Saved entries
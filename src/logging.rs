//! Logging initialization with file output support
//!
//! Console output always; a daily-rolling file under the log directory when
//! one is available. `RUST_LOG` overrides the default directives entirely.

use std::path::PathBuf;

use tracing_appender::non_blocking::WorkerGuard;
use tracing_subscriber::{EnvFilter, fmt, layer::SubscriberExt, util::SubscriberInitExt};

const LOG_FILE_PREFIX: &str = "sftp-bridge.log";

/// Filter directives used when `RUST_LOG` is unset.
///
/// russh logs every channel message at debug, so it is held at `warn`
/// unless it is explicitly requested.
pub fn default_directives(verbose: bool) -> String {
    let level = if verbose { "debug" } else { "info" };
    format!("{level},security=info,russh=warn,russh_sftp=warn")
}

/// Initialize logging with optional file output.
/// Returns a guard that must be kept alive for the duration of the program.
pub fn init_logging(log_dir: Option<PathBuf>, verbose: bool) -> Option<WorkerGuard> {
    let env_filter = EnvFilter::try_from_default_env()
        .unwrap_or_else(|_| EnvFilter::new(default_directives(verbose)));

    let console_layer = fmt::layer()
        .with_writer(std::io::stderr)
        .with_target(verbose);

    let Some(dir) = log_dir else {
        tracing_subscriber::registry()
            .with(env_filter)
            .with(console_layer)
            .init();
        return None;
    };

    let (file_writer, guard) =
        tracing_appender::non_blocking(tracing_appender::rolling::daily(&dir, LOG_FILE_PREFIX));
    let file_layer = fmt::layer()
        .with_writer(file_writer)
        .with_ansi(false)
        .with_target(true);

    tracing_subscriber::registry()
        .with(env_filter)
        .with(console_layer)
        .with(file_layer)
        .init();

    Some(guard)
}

# Task details
With "russh" as the search string, filter the records and return each line that has it.

# Solution to this problem
/// russh logs every channel message at debug, so it is held at `warn`
    format!("{level},security=info,russh=warn,russh_sftp=warn")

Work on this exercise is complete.